**Problem details**
Show every line of the data that contains the string "Context".

**Source information**
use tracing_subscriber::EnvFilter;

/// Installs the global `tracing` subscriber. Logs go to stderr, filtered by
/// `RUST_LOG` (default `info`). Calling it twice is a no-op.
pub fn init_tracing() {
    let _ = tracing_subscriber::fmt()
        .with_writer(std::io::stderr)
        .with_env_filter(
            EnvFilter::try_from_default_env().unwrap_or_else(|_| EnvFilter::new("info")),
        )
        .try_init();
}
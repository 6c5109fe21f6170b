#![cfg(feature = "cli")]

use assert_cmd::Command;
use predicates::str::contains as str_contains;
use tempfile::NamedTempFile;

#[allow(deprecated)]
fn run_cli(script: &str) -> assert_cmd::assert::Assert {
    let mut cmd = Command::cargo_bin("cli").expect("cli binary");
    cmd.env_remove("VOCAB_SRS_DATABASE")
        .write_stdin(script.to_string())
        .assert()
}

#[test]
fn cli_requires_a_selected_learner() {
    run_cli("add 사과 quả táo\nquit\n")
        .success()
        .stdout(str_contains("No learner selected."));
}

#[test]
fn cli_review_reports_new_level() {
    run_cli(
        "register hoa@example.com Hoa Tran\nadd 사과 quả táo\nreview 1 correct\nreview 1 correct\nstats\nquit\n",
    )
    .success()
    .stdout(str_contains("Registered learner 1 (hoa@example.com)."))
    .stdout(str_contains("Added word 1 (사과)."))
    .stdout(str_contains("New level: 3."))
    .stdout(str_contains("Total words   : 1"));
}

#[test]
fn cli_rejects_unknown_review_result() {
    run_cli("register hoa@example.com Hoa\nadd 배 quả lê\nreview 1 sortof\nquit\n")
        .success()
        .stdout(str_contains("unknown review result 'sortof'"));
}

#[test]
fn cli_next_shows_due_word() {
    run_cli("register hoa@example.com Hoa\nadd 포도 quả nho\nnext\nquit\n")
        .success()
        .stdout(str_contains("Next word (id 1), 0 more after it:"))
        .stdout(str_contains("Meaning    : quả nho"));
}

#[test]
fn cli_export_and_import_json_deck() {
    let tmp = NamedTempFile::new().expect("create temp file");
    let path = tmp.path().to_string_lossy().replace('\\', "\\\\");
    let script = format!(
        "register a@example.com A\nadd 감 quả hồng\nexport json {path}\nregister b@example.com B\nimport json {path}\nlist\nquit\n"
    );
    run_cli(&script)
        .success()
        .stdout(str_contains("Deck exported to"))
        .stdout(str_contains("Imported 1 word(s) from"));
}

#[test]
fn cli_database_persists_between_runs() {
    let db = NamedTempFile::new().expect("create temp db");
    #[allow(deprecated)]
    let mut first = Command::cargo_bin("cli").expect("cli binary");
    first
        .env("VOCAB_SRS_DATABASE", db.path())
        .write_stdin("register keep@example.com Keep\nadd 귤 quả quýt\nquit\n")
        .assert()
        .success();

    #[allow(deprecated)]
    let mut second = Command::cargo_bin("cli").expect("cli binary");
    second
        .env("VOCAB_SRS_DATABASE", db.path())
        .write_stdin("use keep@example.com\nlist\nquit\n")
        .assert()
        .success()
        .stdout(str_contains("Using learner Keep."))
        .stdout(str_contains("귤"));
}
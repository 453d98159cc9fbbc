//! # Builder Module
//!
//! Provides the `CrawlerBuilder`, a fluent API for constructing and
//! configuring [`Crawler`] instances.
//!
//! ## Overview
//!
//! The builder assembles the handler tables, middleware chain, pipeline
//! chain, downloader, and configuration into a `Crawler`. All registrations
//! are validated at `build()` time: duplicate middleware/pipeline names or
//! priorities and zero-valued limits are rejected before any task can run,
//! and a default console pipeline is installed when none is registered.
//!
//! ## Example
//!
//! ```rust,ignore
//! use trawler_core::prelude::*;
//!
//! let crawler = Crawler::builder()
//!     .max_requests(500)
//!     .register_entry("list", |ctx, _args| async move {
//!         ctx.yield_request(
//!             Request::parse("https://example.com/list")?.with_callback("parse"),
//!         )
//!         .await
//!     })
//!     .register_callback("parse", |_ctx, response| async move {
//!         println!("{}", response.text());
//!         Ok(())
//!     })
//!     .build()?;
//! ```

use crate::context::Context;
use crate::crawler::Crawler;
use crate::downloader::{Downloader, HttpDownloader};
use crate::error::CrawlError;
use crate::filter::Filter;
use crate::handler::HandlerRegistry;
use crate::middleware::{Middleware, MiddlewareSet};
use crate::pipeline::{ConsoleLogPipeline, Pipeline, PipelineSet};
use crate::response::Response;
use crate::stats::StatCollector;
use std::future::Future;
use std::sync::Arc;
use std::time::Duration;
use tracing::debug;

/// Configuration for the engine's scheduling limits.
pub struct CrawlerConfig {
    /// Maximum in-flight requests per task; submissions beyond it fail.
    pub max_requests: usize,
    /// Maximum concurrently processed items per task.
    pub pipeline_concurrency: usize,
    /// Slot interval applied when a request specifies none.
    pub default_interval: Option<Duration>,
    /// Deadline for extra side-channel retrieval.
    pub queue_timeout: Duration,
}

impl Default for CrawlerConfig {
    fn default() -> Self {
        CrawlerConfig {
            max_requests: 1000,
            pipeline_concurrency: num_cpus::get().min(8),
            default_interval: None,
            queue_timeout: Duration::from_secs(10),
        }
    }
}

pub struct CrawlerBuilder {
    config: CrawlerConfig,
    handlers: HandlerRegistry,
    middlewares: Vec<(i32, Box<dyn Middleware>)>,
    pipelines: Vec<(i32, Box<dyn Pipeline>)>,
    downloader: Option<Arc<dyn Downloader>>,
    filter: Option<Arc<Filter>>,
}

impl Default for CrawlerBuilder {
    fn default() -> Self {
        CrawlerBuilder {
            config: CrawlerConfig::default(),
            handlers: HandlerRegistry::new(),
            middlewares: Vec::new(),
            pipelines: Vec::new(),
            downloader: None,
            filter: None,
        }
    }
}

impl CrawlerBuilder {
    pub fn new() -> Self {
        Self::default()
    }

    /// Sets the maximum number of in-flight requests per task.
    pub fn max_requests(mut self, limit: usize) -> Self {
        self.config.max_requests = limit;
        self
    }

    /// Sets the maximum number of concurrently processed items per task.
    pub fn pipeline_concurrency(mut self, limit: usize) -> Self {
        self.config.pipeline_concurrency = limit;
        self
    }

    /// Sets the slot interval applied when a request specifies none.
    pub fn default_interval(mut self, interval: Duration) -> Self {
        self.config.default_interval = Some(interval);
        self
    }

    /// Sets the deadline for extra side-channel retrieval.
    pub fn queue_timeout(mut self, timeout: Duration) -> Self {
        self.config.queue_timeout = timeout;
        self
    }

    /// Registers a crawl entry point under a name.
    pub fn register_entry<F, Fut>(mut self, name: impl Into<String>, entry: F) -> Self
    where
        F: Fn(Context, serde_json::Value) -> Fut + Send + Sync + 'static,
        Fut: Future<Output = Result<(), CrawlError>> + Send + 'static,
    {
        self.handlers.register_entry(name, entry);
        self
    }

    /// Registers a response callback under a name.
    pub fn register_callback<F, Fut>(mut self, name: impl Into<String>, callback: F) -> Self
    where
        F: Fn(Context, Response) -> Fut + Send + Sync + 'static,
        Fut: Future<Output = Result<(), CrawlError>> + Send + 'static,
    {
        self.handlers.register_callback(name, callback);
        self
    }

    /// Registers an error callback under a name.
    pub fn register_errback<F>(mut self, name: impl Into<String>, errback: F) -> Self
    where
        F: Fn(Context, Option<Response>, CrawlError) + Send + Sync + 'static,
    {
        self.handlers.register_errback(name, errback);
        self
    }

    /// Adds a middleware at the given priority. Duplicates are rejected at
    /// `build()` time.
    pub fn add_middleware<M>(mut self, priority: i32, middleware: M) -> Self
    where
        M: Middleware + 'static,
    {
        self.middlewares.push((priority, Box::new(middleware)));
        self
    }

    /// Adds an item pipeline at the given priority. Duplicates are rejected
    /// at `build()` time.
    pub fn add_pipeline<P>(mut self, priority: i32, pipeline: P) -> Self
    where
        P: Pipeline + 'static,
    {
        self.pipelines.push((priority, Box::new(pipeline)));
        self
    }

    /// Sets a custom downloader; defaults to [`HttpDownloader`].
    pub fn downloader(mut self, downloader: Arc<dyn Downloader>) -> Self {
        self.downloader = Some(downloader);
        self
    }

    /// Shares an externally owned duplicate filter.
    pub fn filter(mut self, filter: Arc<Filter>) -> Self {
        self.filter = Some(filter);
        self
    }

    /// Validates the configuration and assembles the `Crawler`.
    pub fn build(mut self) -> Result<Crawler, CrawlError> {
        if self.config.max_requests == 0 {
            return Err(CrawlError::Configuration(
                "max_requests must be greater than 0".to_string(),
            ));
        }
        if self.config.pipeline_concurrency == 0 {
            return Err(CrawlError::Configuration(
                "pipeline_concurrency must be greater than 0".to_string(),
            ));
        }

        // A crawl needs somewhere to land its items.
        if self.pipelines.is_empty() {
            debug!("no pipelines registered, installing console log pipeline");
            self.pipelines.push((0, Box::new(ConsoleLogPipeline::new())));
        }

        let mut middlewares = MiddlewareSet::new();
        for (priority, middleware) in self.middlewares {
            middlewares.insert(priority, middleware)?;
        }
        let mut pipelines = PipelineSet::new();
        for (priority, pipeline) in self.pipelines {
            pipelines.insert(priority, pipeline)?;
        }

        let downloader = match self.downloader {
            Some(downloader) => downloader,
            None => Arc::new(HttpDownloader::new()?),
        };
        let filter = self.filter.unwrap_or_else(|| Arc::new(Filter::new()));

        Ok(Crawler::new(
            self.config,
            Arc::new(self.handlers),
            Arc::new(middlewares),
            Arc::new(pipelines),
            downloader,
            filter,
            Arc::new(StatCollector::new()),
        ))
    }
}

**Answer to this problem**
use crate::context::Context;
        F: Fn(Context, serde_json::Value) -> Fut + Send + Sync + 'static,
        F: Fn(Context, Response) -> Fut + Send + Sync + 'static,
        F: Fn(Context, Option<Response>, CrawlError) + Send + Sync + 'static,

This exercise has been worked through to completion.